2. The Wellcome Trust is the most diverse biomedical research charity in the world, spending about £450 million every year both in the UK and internationally to support and promote research that will improve the health of humans and animals. The Trust was established under the will of Sir Henry Wellcome, and is funded from a private endowment, which is managed with long-term stability and growth in mind.
3.
University College London
Founded in 1826, UCL was the first English university established after Oxford and Cambridge, the first to admit students regardless of race, class, religion or gender, and the first to provide systematic teaching of law, architecture and medicine. In the Government's most recent Research Assessment Exercise, 59 UCL departments achieved top ratings of 5* and 5, indicating research quality of international excellence.
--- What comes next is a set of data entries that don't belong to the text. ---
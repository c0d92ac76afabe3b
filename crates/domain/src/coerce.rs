//! Field coercion helpers.
//!
//! The single owner of the "whatever shape the database happens to have"
//! problem: timestamps, coordinates and numbers each have one coercion
//! routine, and unresolvable values become `None` rather than errors.

use chrono::{DateTime, NaiveDate, TimeZone, Utc};
use serde::Serialize;
use serde_json::Value;
use tracing::debug;

/// Normalized geographic coordinate.
#[derive(Debug, Clone, Copy, PartialEq, Serialize)]
pub struct GeoPoint {
    pub lat: f64,
    pub lng: f64,
}

/// Soft signal for a substituted default. Not an error; a malformed
/// document degrades to defaults instead of blanking the view.
pub fn defaulted(doc_id: &str, field: &str) {
    debug!(doc = %doc_id, field, "missing or malformed field, default substituted");
}

/// Convert a timestamp field to the internal instant representation.
///
/// Accepts the provider's timestamp wrapper (`{seconds, nanoseconds}` or
/// the underscore-prefixed export variant), RFC 3339 strings, bare
/// `YYYY-MM-DD` dates, and integer epoch seconds or milliseconds.
pub fn coerce_timestamp(value: &Value) -> Option<DateTime<Utc>> {
    match value {
        Value::Object(map) => {
            let seconds = map
                .get("seconds")
                .or_else(|| map.get("_seconds"))?
                .as_i64()?;
            let nanos = map
                .get("nanoseconds")
                .or_else(|| map.get("_nanoseconds"))
                .and_then(Value::as_i64)
                .unwrap_or(0);
            Utc.timestamp_opt(seconds, nanos.clamp(0, 999_999_999) as u32)
                .single()
        }
        Value::String(s) => {
            if let Ok(dt) = DateTime::parse_from_rfc3339(s) {
                return Some(dt.with_timezone(&Utc));
            }
            let date = NaiveDate::parse_from_str(s, "%Y-%m-%d").ok()?;
            Some(Utc.from_utc_datetime(&date.and_hms_opt(0, 0, 0)?))
        }
        Value::Number(n) => {
            let raw = n.as_i64()?;
            // Epoch milliseconds are thirteen digits well past any sane
            // epoch-seconds value for this data.
            if raw.abs() >= 100_000_000_000 {
                Utc.timestamp_millis_opt(raw).single()
            } else {
                Utc.timestamp_opt(raw, 0).single()
            }
        }
        _ => None,
    }
}

/// Convert a location field to a coordinate pair.
///
/// Accepts `{lat, lng}` / `{latitude, longitude}` objects and `"lat,lng"`
/// delimited strings. Unparsable values mean "no location".
pub fn coerce_location(value: &Value) -> Option<GeoPoint> {
    match value {
        Value::Object(map) => {
            let lat = map
                .get("lat")
                .or_else(|| map.get("latitude"))
                .and_then(as_f64)?;
            let lng = map
                .get("lng")
                .or_else(|| map.get("longitude"))
                .and_then(as_f64)?;
            valid_point(lat, lng)
        }
        Value::String(s) => {
            let (lat, lng) = s.split_once(',')?;
            valid_point(lat.trim().parse().ok()?, lng.trim().parse().ok()?)
        }
        _ => None,
    }
}

fn valid_point(lat: f64, lng: f64) -> Option<GeoPoint> {
    if (-90.0..=90.0).contains(&lat) && (-180.0..=180.0).contains(&lng) {
        Some(GeoPoint { lat, lng })
    } else {
        None
    }
}

/// Numbers arrive both as JSON numbers and as decimal strings.
pub fn as_f64(value: &Value) -> Option<f64> {
    match value {
        Value::Number(n) => n.as_f64(),
        Value::String(s) => s.trim().parse().ok(),
        _ => None,
    }
}

pub fn as_u32(value: &Value) -> Option<u32> {
    as_f64(value).and_then(|f| {
        if f.is_finite() && f >= 0.0 {
            Some(f as u32)
        } else {
            None
        }
    })
}

/// Either a single string or a list of strings.
pub fn as_string_list(value: &Value) -> Vec<String> {
    match value {
        Value::String(s) if !s.is_empty() => vec![s.clone()],
        Value::Array(items) => items
            .iter()
            .filter_map(Value::as_str)
            .map(str::to_string)
            .collect(),
        _ => Vec::new(),
    }
}
use crate::{Filter, RawDocument};
use std::sync::Arc;
use tokio::sync::broadcast;
use tracing::debug;

/// A live feed over one collection.
///
/// The first `recv` returns the snapshot taken at subscribe time; every
/// later `recv` returns the full collection snapshot emitted by the next
/// mutation. After `unsubscribe`, `recv` returns `None` and the feed can
/// never trigger another recompute.
#[derive(Debug)]
pub struct Subscription {
    collection: String,
    initial: Option<Vec<RawDocument>>,
    rx: Option<broadcast::Receiver<Arc<Vec<RawDocument>>>>,
    filter: Option<Filter>,
}

impl Subscription {
    pub(crate) fn new(
        collection: String,
        initial: Vec<RawDocument>,
        rx: broadcast::Receiver<Arc<Vec<RawDocument>>>,
        filter: Option<Filter>,
    ) -> Self {
        Self {
            collection,
            initial: Some(initial),
            rx: Some(rx),
            filter,
        }
    }

    /// Wait for the next full snapshot. `None` once unsubscribed or the
    /// store has shut down.
    pub async fn recv(&mut self) -> Option<Vec<RawDocument>> {
        if let Some(initial) = self.initial.take() {
            return Some(initial);
        }
        let rx = self.rx.as_mut()?;
        loop {
            match rx.recv().await {
                Ok(snapshot) => {
                    let docs = match &self.filter {
                        Some(filter) => snapshot
                            .iter()
                            .filter(|d| filter.matches(d))
                            .cloned()
                            .collect(),
                        None => snapshot.as_ref().clone(),
                    };
                    return Some(docs);
                }
                // A slow consumer only ever needs the latest full snapshot,
                // which the next successful recv delivers.
                Err(broadcast::error::RecvError::Lagged(skipped)) => {
                    debug!(
                        collection = %self.collection,
                        skipped, "subscription lagged, catching up to latest snapshot"
                    );
                    continue;
                }
                Err(broadcast::error::RecvError::Closed) => return None,
            }
        }
    }

    /// Stop delivery and release the feed. Safe to call more than once.
    pub fn unsubscribe(&mut self) {
        if self.rx.take().is_some() {
            debug!(collection = %self.collection, "subscription cancelled");
        }
        self.initial = None;
    }

    pub fn is_active(&self) -> bool {
        self.rx.is_some() || self.initial.is_some()
    }
}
UCL is the fourth-ranked UK university in the 2006 league table of the top 500 world universities produced by the Shanghai Jiao Tong University. UCL alumni include Mahatma Gandhi (laws 1889, Indian political and spiritual leader); Jonathan Dimbleby (philosophy 1969, writer and television presenter); Junichiro Koizumi (economics 1969, Prime Minister of Japan); Lord Woolf (laws 1954 - Lord Chief Justice of England and Wales), Alexander Graham Bell (phonetics 1860s - inventor of the telephone), and members of the band Coldplay.
4. The Expert Patients Programme Community Interest Company, which is a form of social enterprise organisation, has been established to deliver self-management programmes for people with long-term health conditions. Groups of 8-16 participants meet over six weekly sessions and are led through a structured course by trained volunteer tutors who also live with a long-term condition.